Structure probing of LhrC4 and lmo0484 mRNA interaction. (A) 5′-end labeled LhrC4 was treated with RNase T1 or RNase V1, either in the absence (–) or in the presence of 25- or 250-fold excess of unlabeled lmo0484 RNA. As a control, untreated LhrC4 was separated in the first lane (C), an alkaline ladder (OH) is shown in the second lane and an RNase T1 ladder (T1-C) was separated in the third lane. For an overview, selected nucleotides are labeled on the left side. Nucleotides showing structural changes upon lmo0484 binding are marked on the right side of the gel. (B) Partial digestion of 5′-end labeled lmo0484 RNA with RNases T1 and V1. Untreated lmo0484 RNA (C), an alkaline ladder (OH) and an RNase T1 ladder (T1-C) are shown in the first three lanes.

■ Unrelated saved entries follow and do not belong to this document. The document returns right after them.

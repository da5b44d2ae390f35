//! Monte Carlo sampling of the risk/return plane
//!
//! Each trial draws a random weight vector and records its metrics. The
//! covariance matrix is estimated once per run. Trials are grouped into
//! fixed-size batches, each with its own generator seeded from the run seed,
//! so the table is identical whether batches run sequentially or on the
//! rayon pool.

use rand::rngs::SmallRng;
use rand::{Rng, RngCore, SeedableRng};
#[cfg(feature = "parallel")]
use rayon::iter::{IntoParallelIterator, ParallelIterator};
use serde::{Deserialize, Serialize};

use crate::error::{PortfolioError, Result};
use crate::metrics::{AssetMoments, validate_risk_free_rate};
use crate::model::{ReturnSeries, SimulationRecord, SimulationTable};
use crate::sampler::SamplingScheme;

/// Trials per batch; each batch owns one generator
const MAX_BATCH_SIZE: usize = 256;

#[derive(Debug, Clone, Serialize, Deserialize)]
pub struct SimulationConfig {
    /// Number of random portfolios to evaluate
    #[serde(default = "default_trials")]
    pub trials: usize,

    /// Annual risk-free rate as a fraction (0.03 = 3%)
    #[serde(default = "default_risk_free_rate")]
    pub risk_free_rate: f64,

    #[serde(default)]
    pub scheme: SamplingScheme,

    /// Fixed seed for reproducible runs; drawn from the OS when absent
    #[serde(default)]
    pub seed: Option<u64>,
}

fn default_trials() -> usize {
    1000
}

fn default_risk_free_rate() -> f64 {
    0.03
}

impl Default for SimulationConfig {
    fn default() -> Self {
        Self {
            trials: default_trials(),
            risk_free_rate: default_risk_free_rate(),
            scheme: SamplingScheme::default(),
            seed: None,
        }
    }
}

impl SimulationConfig {
    pub fn validate(&self) -> Result<()> {
        if self.trials == 0 {
            return Err(PortfolioError::invalid("trials must be a positive integer"));
        }
        validate_risk_free_rate(self.risk_free_rate)
    }
}

/// Sample `trials` random portfolios with the default scheme.
pub fn simulate(returns: &ReturnSeries, trials: usize, risk_free_rate: f64) -> Result<SimulationTable> {
    simulate_with_config(
        returns,
        &SimulationConfig {
            trials,
            risk_free_rate,
            ..Default::default()
        },
    )
}

pub fn simulate_with_config(returns: &ReturnSeries, config: &SimulationConfig) -> Result<SimulationTable> {
    config.validate()?;
    let moments = estimate_for_simulation(returns)?;
    simulate_with_moments(returns.assets(), &moments, config)
}

/// Run the batched simulation against moments estimated elsewhere (e.g. from
/// a [`crate::cache::MomentsCache`]).
pub fn simulate_with_moments(
    assets: &[String],
    moments: &AssetMoments,
    config: &SimulationConfig,
) -> Result<SimulationTable> {
    config.validate()?;
    if moments.num_assets() != assets.len() {
        return Err(PortfolioError::invalid(format!(
            "moments cover {} assets but {} names were given",
            moments.num_assets(),
            assets.len()
        )));
    }
    if assets.len() < 2 {
        return Err(PortfolioError::insufficient(format!(
            "need at least 2 assets to simulate portfolios, got {}",
            assets.len()
        )));
    }

    let seed = config.seed.unwrap_or_else(|| rand::rng().random());
    let num_batches = config.trials.div_ceil(MAX_BATCH_SIZE);
    let mut seeder = SmallRng::seed_from_u64(seed);
    let batches: Vec<(usize, u64)> = (0..num_batches)
        .map(|i| {
            let size = if i == num_batches - 1 {
                config.trials - i * MAX_BATCH_SIZE
            } else {
                MAX_BATCH_SIZE
            };
            (size, seeder.next_u64())
        })
        .collect();

    tracing::info!(
        trials = config.trials,
        assets = assets.len(),
        batches = num_batches,
        seed,
        "running monte carlo simulation"
    );

    let run_batch = |(size, batch_seed): (usize, u64)| -> Result<Vec<SimulationRecord>> {
        let mut rng = SmallRng::seed_from_u64(batch_seed);
        (0..size)
            .map(|_| run_trial(moments, config.scheme, config.risk_free_rate, &mut rng))
            .collect()
    };

    #[cfg(feature = "parallel")]
    let batch_records: Vec<Vec<SimulationRecord>> =
        batches.into_par_iter().map(run_batch).collect::<Result<_>>()?;
    #[cfg(not(feature = "parallel"))]
    let batch_records: Vec<Vec<SimulationRecord>> =
        batches.into_iter().map(run_batch).collect::<Result<_>>()?;

    let records: Vec<SimulationRecord> = batch_records.into_iter().flatten().collect();
    let table = SimulationTable::new(assets.to_vec(), records)?;

    tracing::debug!(
        records = table.len(),
        min_volatility = table.min_volatility(),
        "simulation complete"
    );
    Ok(table)
}

/// Sequential simulation drawing every trial from a caller-supplied generator.
pub fn simulate_with_rng<R: Rng + ?Sized>(
    returns: &ReturnSeries,
    trials: usize,
    risk_free_rate: f64,
    scheme: SamplingScheme,
    rng: &mut R,
) -> Result<SimulationTable> {
    let config = SimulationConfig {
        trials,
        risk_free_rate,
        scheme,
        seed: None,
    };
    config.validate()?;
    let moments = estimate_for_simulation(returns)?;

    let records = (0..trials)
        .map(|_| run_trial(&moments, scheme, risk_free_rate, rng))
        .collect::<Result<Vec<_>>>()?;
    SimulationTable::new(returns.assets().to_vec(), records)
}

fn estimate_for_simulation(returns: &ReturnSeries) -> Result<AssetMoments> {
    if returns.num_assets() < 2 {
        return Err(PortfolioError::insufficient(format!(
            "need at least 2 assets to simulate portfolios, got {}",
            returns.num_assets()
        )));
    }
    AssetMoments::estimate(returns)
}

fn run_trial<R: Rng + ?Sized>(
    moments: &AssetMoments,
    scheme: SamplingScheme,
    risk_free_rate: f64,
    rng: &mut R,
) -> Result<SimulationRecord> {
    let weights = scheme.sample(moments.num_assets(), rng)?;
    let metrics = moments.metrics(&weights, risk_free_rate)?;
    Ok(SimulationRecord { weights, metrics })
}
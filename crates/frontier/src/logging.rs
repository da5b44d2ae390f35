use std::fs::{self, File, OpenOptions};
use std::io::{self, Read, Seek, SeekFrom, Write};
use std::path::{Path, PathBuf};
use std::sync::Mutex;

use tracing_subscriber::{EnvFilter, fmt, layer::SubscriberExt, util::SubscriberInitExt};

/// Log file name inside the data directory
pub const LOG_FILE_NAME: &str = "frontier.log";

/// Maximum log file size before rotation (5 MB)
const MAX_LOG_SIZE: u64 = 5 * 1024 * 1024;
/// Size to keep after rotation (1 MB of most recent logs)
const KEEP_SIZE: u64 = 1024 * 1024;

const ROTATION_MARKER: &[u8] = b"--- log rotated, older entries removed ---\n";

/// Truncate `log_path` to its most recent `keep` bytes once it grows past
/// `max`. The cut is moved forward to the next line boundary.
fn rotate_log(log_path: &Path, max: u64, keep: u64) -> io::Result<bool> {
    let len = match fs::metadata(log_path) {
        Ok(metadata) => metadata.len(),
        Err(e) if e.kind() == io::ErrorKind::NotFound => return Ok(false),
        Err(e) => return Err(e),
    };
    if len <= max {
        return Ok(false);
    }

    let mut tail = Vec::new();
    {
        let mut file = File::open(log_path)?;
        file.seek(SeekFrom::Start(len.saturating_sub(keep)))?;
        file.read_to_end(&mut tail)?;
    }
    let skip = tail
        .iter()
        .position(|&b| b == b'\n')
        .map_or(0, |i| i + 1);

    let mut file = File::create(log_path)?;
    file.write_all(ROTATION_MARKER)?;
    file.write_all(&tail[skip..])?;
    Ok(true)
}

/// Initialize logging to `{data_dir}/frontier.log`.
///
/// The file is rotated before opening: past 5 MB only the last 1 MB is kept.
/// `RUST_LOG` overrides the default filter `frontier={level},frontier_core=warn`.
pub fn init_logging(data_dir: &Path, level: &str) -> color_eyre::Result<PathBuf> {
    fs::create_dir_all(data_dir)?;

    let log_path = data_dir.join(LOG_FILE_NAME);
    if let Err(e) = rotate_log(&log_path, MAX_LOG_SIZE, KEEP_SIZE) {
        eprintln!("Warning: failed to rotate log file: {e}");
    }

    let file = OpenOptions::new()
        .create(true)
        .append(true)
        .open(&log_path)?;

    let default_filter = format!("frontier={level},frontier_core=warn");
    let env_filter =
        EnvFilter::try_from_default_env().unwrap_or_else(|_| EnvFilter::new(&default_filter));

    tracing_subscriber::registry()
        .with(env_filter)
        .with(
            fmt::layer()
                .with_writer(Mutex::new(file))
                .with_ansi(false)
                .with_target(true),
        )
        .try_init()?;

    tracing::info!(log_path = %log_path.display(), "frontier logging initialized");
    Ok(log_path)
}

Some of the cleaved G residues are labeled along the left side of the gel. The lmo0484 nucleotides, that were protected or cleaved in the presence of LhrC4, are indicated on the right side of the gel. (C) Secondary structure of LhrC4 illustrating the cleavage pattern upon binding to lmo0484 mRNA. Residues cleaved by RNase T1 (red) or RNase V1 (green) are encircled. Residues of LhrC4, that appeared to be protected by lmo0484 RNA, are indicated by green dots. The nucleotides of LhrC4 are numbered relative to the 5′-end of the sRNA. (D) Secondary structure of the truncated version of lmo0484 mRNA showing an altered cleavage pattern upon the addition of LhrC4. Residues cleaved by RNase V1 (green) are encircled. Residues of lmo0484 RNA that were protected in the presence of LhrC4 are indicated by red dots (T1 protection) or green dots (V1 protection). The start codon is indicated in bold. The nucleotides of lmo0484 are numbered relative to the translation start site (+1).